*** DATA EXCERPTS ***
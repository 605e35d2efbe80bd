// ============================================================================
// camsync-core/src/orchestrator/mod.rs
// ============================================================================
//
// PIPELINE ORCHESTRATOR: Calibration and 3D Reconstruction Passes
//
// Walks the workspace, builds collaborator configs and drives the external
// reconstruction stages. Per subproject and (pose config, filter) pair the
// order is association, triangulation, filtering; only triangulation is
// retried. Completed passes leave an audit file that makes reruns skip them.
//
// KEY COMPONENTS:
// - Orchestrator: Calibration and processing drivers
// - backend: Stage outcome type and the external-command backend
// - subproject: Collaborator config structures and workspace discovery
// - retry: Bounded triangulation escalation

pub mod backend;
pub mod retry;
pub mod subproject;

// ---- Internal crate imports ----
use crate::config::{FilterType, PoseEstimationConfig, WorkspaceConfig};
use crate::error::{CoreError, CoreResult};
use crate::external::FfprobeExecutor;
use crate::report::BatchReport;
use crate::temp_files::write_atomic;

pub use backend::{CommandBackend, ReconstructionBackend, ReconstructionStage, StageOutcome};
pub use retry::{escalate, triangulate_with_retry};
pub use subproject::{
    CalibrationProjectConfig, SubprojectConfig, find_calibration_projects, find_subprojects,
    resolve_frame_rate,
};

use subproject::{association_complete, audit_files_for_model, calibration_result_path};

// ---- Standard library imports ----
use std::fs;
use std::path::Path;

/// Result of one (subproject, pose config, filter) pass.
#[derive(Debug, Clone, Copy, PartialEq, Eq)]
pub enum PassOutcome {
    Completed { triangulation_attempts: u32 },
    Skipped,
}

pub struct Orchestrator<'a, B: ReconstructionBackend, P: FfprobeExecutor> {
    backend: &'a B,
    prober: &'a P,
    config: &'a WorkspaceConfig,
}

impl<'a, B: ReconstructionBackend, P: FfprobeExecutor> Orchestrator<'a, B, P> {
    pub fn new(backend: &'a B, prober: &'a P, config: &'a WorkspaceConfig) -> Self {
        Self {
            backend,
            prober,
            config,
        }
    }

    // ========================================================================
    // CALIBRATION
    // ========================================================================

    /// Calibrates every calibration project in the workspace. Projects with
    /// an existing result are skipped unless `overwrite` is set.
    pub fn calibrate_workspace(&self, workspace: &Path) -> CoreResult<BatchReport> {
        let mut report = BatchReport::new();
        let projects = find_calibration_projects(workspace)?;
        log::info!("Found {} calibration project(s)", projects.len());

        for project in &projects {
            let result_file = calibration_result_path(project);
            if result_file.exists() && !self.config.calibration.overwrite {
                log::info!("Calibration exists for {}, skipping", project.display());
                report.record_skipped(project);
                continue;
            }
            match self.calibrate_project(project) {
                Ok(()) => report.record_processed(project),
                Err(e) => report.record_failed(project, &e),
            }
        }
        Ok(report)
    }

    pub fn calibrate_project(&self, project: &Path) -> CoreResult<()> {
        let config = CalibrationProjectConfig::build(project, &self.config.calibration);
        log::info!("Calibrating cameras in {}", project.display());

        match self.backend.calibrate(&config) {
            StageOutcome::Success => {
                if !config.result_path().exists() {
                    log::warn!(
                        "Calibration reported success but {} is missing",
                        config.result_path().display()
                    );
                }
                Ok(())
            }
            StageOutcome::Recoverable(reason) | StageOutcome::Fatal(reason) => {
                Err(CoreError::StageFailed {
                    stage: ReconstructionStage::Calibration.to_string(),
                    project: project.to_path_buf(),
                    reason,
                })
            }
        }
    }

    // ========================================================================
    // PROCESSING
    // ========================================================================

    /// Runs every pending reconstruction pass in the workspace. Failures are
    /// recorded per pass in the report.
    pub fn process_workspace(&self, workspace: &Path) -> CoreResult<BatchReport> {
        let mut report = BatchReport::new();
        let subprojects = find_subprojects(workspace)?;
        log::info!("Found {} subproject(s) to process", subprojects.len());

        for subproject in &subprojects {
            self.process_subproject(subproject, &mut report);
        }
        Ok(report)
    }

    /// Runs every (pose config, filter) pass of one subproject. Each pass is
    /// recorded by its audit file; a failed pass does not stop the others.
    pub fn process_subproject(&self, subproject: &Path, report: &mut BatchReport) {
        let frame_rate = resolve_frame_rate(subproject, self.prober);
        let filters = self.config.filtering.filters.enabled();
        if filters.is_empty() {
            log::warn!("No filters configured; nothing to process in {}", subproject.display());
        }

        for pose in &self.config.pose_estimation_configs {
            for &filter in &filters {
                let audit = subproject::audit_path(subproject, &pose.pose_model, filter);
                match self.run_pass(subproject, frame_rate, pose, filter) {
                    Ok(PassOutcome::Completed { .. }) => report.record_processed(&audit),
                    Ok(PassOutcome::Skipped) => report.record_skipped(&audit),
                    Err(e) => {
                        log::error!(
                            "{} / {} failed for {}: {}",
                            pose.pose_model,
                            filter,
                            subproject.display(),
                            e
                        );
                        report.record_failed(&audit, &e);
                    }
                }
            }
        }
    }

    /// Association, triangulation and filtering for one pass, followed by
    /// the audit file.
    pub fn run_pass(
        &self,
        subproject: &Path,
        frame_rate: u32,
        pose: &PoseEstimationConfig,
        filter: FilterType,
    ) -> CoreResult<PassOutcome> {
        let mut config = SubprojectConfig::build(subproject, frame_rate, self.config, pose, filter);
        let audit = config.audit_path();
        if audit.exists() {
            log::info!("{} exists, skipping pass", audit.display());
            return Ok(PassOutcome::Skipped);
        }
        log::info!(
            "Processing {} with {} / {}",
            subproject.display(),
            pose.pose_model,
            filter
        );

        self.run_association(&config, pose)?;
        let attempts = self.run_triangulation(&mut config)?;
        self.run_filtering(&config);

        if let Some(parent) = audit.parent() {
            fs::create_dir_all(parent)?;
        }
        write_atomic(&audit, &serde_json::to_vec_pretty(&config)?)?;
        log::info!("Wrote {}", audit.display());

        Ok(PassOutcome::Completed {
            triangulation_attempts: attempts,
        })
    }

    fn run_association(&self, config: &SubprojectConfig, pose: &PoseEstimationConfig) -> CoreResult<()> {
        if association_complete(config.project_dir(), pose)? {
            log::debug!("Associated poses exist for {}", config.project_dir().display());
            return Ok(());
        }
        match self.backend.associate(config) {
            StageOutcome::Success => Ok(()),
            StageOutcome::Recoverable(reason) | StageOutcome::Fatal(reason) => {
                Err(CoreError::StageFailed {
                    stage: ReconstructionStage::Association.to_string(),
                    project: config.project_dir().to_path_buf(),
                    reason,
                })
            }
        }
    }

    /// Triangulates with retries, unless an audit for the pose model already
    /// exists; in that case its triangulation parameters are carried over.
    /// Returns the number of attempts made.
    fn run_triangulation(&self, config: &mut SubprojectConfig) -> CoreResult<u32> {
        let existing = audit_files_for_model(config.project_dir(), &config.pose.pose_model)?;
        if let Some(previous) = existing.first() {
            log::info!("Triangulation done previously ({})", previous.display());
            match load_audit(previous) {
                Ok(audit) => config.triangulation = audit.triangulation,
                Err(e) => log::warn!("Could not read {}: {}", previous.display(), e),
            }
            return Ok(0);
        }
        triangulate_with_retry(self.backend, config, &self.config.retry)
    }

    fn run_filtering(&self, config: &SubprojectConfig) {
        match self.backend.filter(config) {
            StageOutcome::Success => {}
            StageOutcome::Recoverable(reason) | StageOutcome::Fatal(reason) => {
                log::error!(
                    "Filtering with {} failed for {}: {}",
                    config.filtering.filter_type,
                    config.project_dir().display(),
                    reason
                );
            }
        }
    }
}

/// Reads an audit file written by a previous pass.
pub fn load_audit(path: &Path) -> CoreResult<SubprojectConfig> {
    let content = fs::read_to_string(path)?;
    Ok(serde_json::from_str(&content)?)
}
*** End of DATA EXCERPTS ***
WORK REQUIRED: Return the data exactly, every line included.

PROBLEM SOLUTION:
repository 605e35d2efbe80bd
// ============================================================================
// camsync-core/src/orchestrator/mod.rs
// ============================================================================
//
// PIPELINE ORCHESTRATOR: Calibration and 3D Reconstruction Passes
//
// Walks the workspace, builds collaborator configs and drives the external
// reconstruction stages. Per subproject and (pose config, filter) pair the
// order is association, triangulation, filtering; only triangulation is
// retried. Completed passes leave an audit file that makes reruns skip them.
//
// KEY COMPONENTS:
// - Orchestrator: Calibration and processing drivers
// - backend: Stage outcome type and the external-command backend
// - subproject: Collaborator config structures and workspace discovery
// - retry: Bounded triangulation escalation

pub mod backend;
pub mod retry;
pub mod subproject;

// ---- Internal crate imports ----
use crate::config::{FilterType, PoseEstimationConfig, WorkspaceConfig};
use crate::error::{CoreError, CoreResult};
use crate::external::FfprobeExecutor;
use crate::report::BatchReport;
use crate::temp_files::write_atomic;

pub use backend::{CommandBackend, ReconstructionBackend, ReconstructionStage, StageOutcome};
pub use retry::{escalate, triangulate_with_retry};
pub use subproject::{
    CalibrationProjectConfig, SubprojectConfig, find_calibration_projects, find_subprojects,
    resolve_frame_rate,
};

use subproject::{association_complete, audit_files_for_model, calibration_result_path};

// ---- Standard library imports ----
use std::fs;
use std::path::Path;

/// Result of one (subproject, pose config, filter) pass.
#[derive(Debug, Clone, Copy, PartialEq, Eq)]
pub enum PassOutcome {
    Completed { triangulation_attempts: u32 },
    Skipped,
}

pub struct Orchestrator<'a, B: ReconstructionBackend, P: FfprobeExecutor> {
    backend: &'a B,
    prober: &'a P,
    config: &'a WorkspaceConfig,
}

impl<'a, B: ReconstructionBackend, P: FfprobeExecutor> Orchestrator<'a, B, P> {
    pub fn new(backend: &'a B, prober: &'a P, config: &'a WorkspaceConfig) -> Self {
        Self {
            backend,
            prober,
            config,
        }
    }

    // ========================================================================
    // CALIBRATION
    // ========================================================================

    /// Calibrates every calibration project in the workspace. Projects with
    /// an existing result are skipped unless `overwrite` is set.
    pub fn calibrate_workspace(&self, workspace: &Path) -> CoreResult<BatchReport> {
        let mut report = BatchReport::new();
        let projects = find_calibration_projects(workspace)?;
        log::info!("Found {} calibration project(s)", projects.len());

        for project in &projects {
            let result_file = calibration_result_path(project);
            if result_file.exists() && !self.config.calibration.overwrite {
                log::info!("Calibration exists for {}, skipping", project.display());
                report.record_skipped(project);
                continue;
            }
            match self.calibrate_project(project) {
                Ok(()) => report.record_processed(project),
                Err(e) => report.record_failed(project, &e),
            }
        }
        Ok(report)
    }

    pub fn calibrate_project(&self, project: &Path) -> CoreResult<()> {
        let config = CalibrationProjectConfig::build(project, &self.config.calibration);
        log::info!("Calibrating cameras in {}", project.display());

        match self.backend.calibrate(&config) {
            StageOutcome::Success => {
                if !config.result_path().exists() {
                    log::warn!(
                        "Calibration reported success but {} is missing",
                        config.result_path().display()
                    );
                }
                Ok(())
            }
            StageOutcome::Recoverable(reason) | StageOutcome::Fatal(reason) => {
                Err(CoreError::StageFailed {
                    stage: ReconstructionStage::Calibration.to_string(),
                    project: project.to_path_buf(),
                    reason,
                })
            }
        }
    }

    // ========================================================================
    // PROCESSING
    // ========================================================================

    /// Runs every pending reconstruction pass in the workspace. Failures are
    /// recorded per pass in the report.
    pub fn process_workspace(&self, workspace: &Path) -> CoreResult<BatchReport> {
        let mut report = BatchReport::new();
        let subprojects = find_subprojects(workspace)?;
        log::info!("Found {} subproject(s) to process", subprojects.len());

        for subproject in &subprojects {
            self.process_subproject(subproject, &mut report);
        }
        Ok(report)
    }

    /// Runs every (pose config, filter) pass of one subproject. Each pass is
    /// recorded by its audit file; a failed pass does not stop the others.
    pub fn process_subproject(&self, subproject: &Path, report: &mut BatchReport) {
        let frame_rate = resolve_frame_rate(subproject, self.prober);
        let filters = self.config.filtering.filters.enabled();
        if filters.is_empty() {
            log::warn!("No filters configured; nothing to process in {}", subproject.display());
        }

        for pose in &self.config.pose_estimation_configs {
            for &filter in &filters {
                let audit = subproject::audit_path(subproject, &pose.pose_model, filter);
                match self.run_pass(subproject, frame_rate, pose, filter) {
                    Ok(PassOutcome::Completed { .. }) => report.record_processed(&audit),
                    Ok(PassOutcome::Skipped) => report.record_skipped(&audit),
                    Err(e) => {
                        log::error!(
                            "{} / {} failed for {}: {}",
                            pose.pose_model,
                            filter,
                            subproject.display(),
                            e
                        );
                        report.record_failed(&audit, &e);
                    }
                }
            }
        }
    }

    /// Association, triangulation and filtering for one pass, followed by
    /// the audit file.
    pub fn run_pass(
        &self,
        subproject: &Path,
        frame_rate: u32,
        pose: &PoseEstimationConfig,
        filter: FilterType,
    ) -> CoreResult<PassOutcome> {
        let mut config = SubprojectConfig::build(subproject, frame_rate, self.config, pose, filter);
        let audit = config.audit_path();
        if audit.exists() {
            log::info!("{} exists, skipping pass", audit.display());
            return Ok(PassOutcome::Skipped);
        }
        log::info!(
            "Processing {} with {} / {}",
            subproject.display(),
            pose.pose_model,
            filter
        );

        self.run_association(&config, pose)?;
        let attempts = self.run_triangulation(&mut config)?;
        self.run_filtering(&config);

        if let Some(parent) = audit.parent() {
            fs::create_dir_all(parent)?;
        }
        write_atomic(&audit, &serde_json::to_vec_pretty(&config)?)?;
        log::info!("Wrote {}", audit.display());

        Ok(PassOutcome::Completed {
            triangulation_attempts: attempts,
        })
    }

    fn run_association(&self, config: &SubprojectConfig, pose: &PoseEstimationConfig) -> CoreResult<()> {
        if association_complete(config.project_dir(), pose)? {
            log::debug!("Associated poses exist for {}", config.project_dir().display());
            return Ok(());
        }
        match self.backend.associate(config) {
            StageOutcome::Success => Ok(()),
            StageOutcome::Recoverable(reason) | StageOutcome::Fatal(reason) => {
                Err(CoreError::StageFailed {
                    stage: ReconstructionStage::Association.to_string(),
                    project: config.project_dir().to_path_buf(),
                    reason,
                })
            }
        }
    }

    /// Triangulates with retries, unless an audit for the pose model already
    /// exists; in that case its triangulation parameters are carried over.
    /// Returns the number of attempts made.
    fn run_triangulation(&self, config: &mut SubprojectConfig) -> CoreResult<u32> {
        let existing = audit_files_for_model(config.project_dir(), &config.pose.pose_model)?;
        if let Some(previous) = existing.first() {
            log::info!("Triangulation done previously ({})", previous.display());
            match load_audit(previous) {
                Ok(audit) => config.triangulation = audit.triangulation,
                Err(e) => log::warn!("Could not read {}: {}", previous.display(), e),
            }
            return Ok(0);
        }
        triangulate_with_retry(self.backend, config, &self.config.retry)
    }

    fn run_filtering(&self, config: &SubprojectConfig) {
        match self.backend.filter(config) {
            StageOutcome::Success => {}
            StageOutcome::Recoverable(reason) | StageOutcome::Fatal(reason) => {
                log::error!(
                    "Filtering with {} failed for {}: {}",
                    config.filtering.filter_type,
                    config.project_dir().display(),
                    reason
                );
            }
        }
    }
}

/// Reads an audit file written by a previous pass.
pub fn load_audit(path: &Path) -> CoreResult<SubprojectConfig> {
    let content = fs::read_to_string(path)?;
    Ok(serde_json::from_str(&content)?)
}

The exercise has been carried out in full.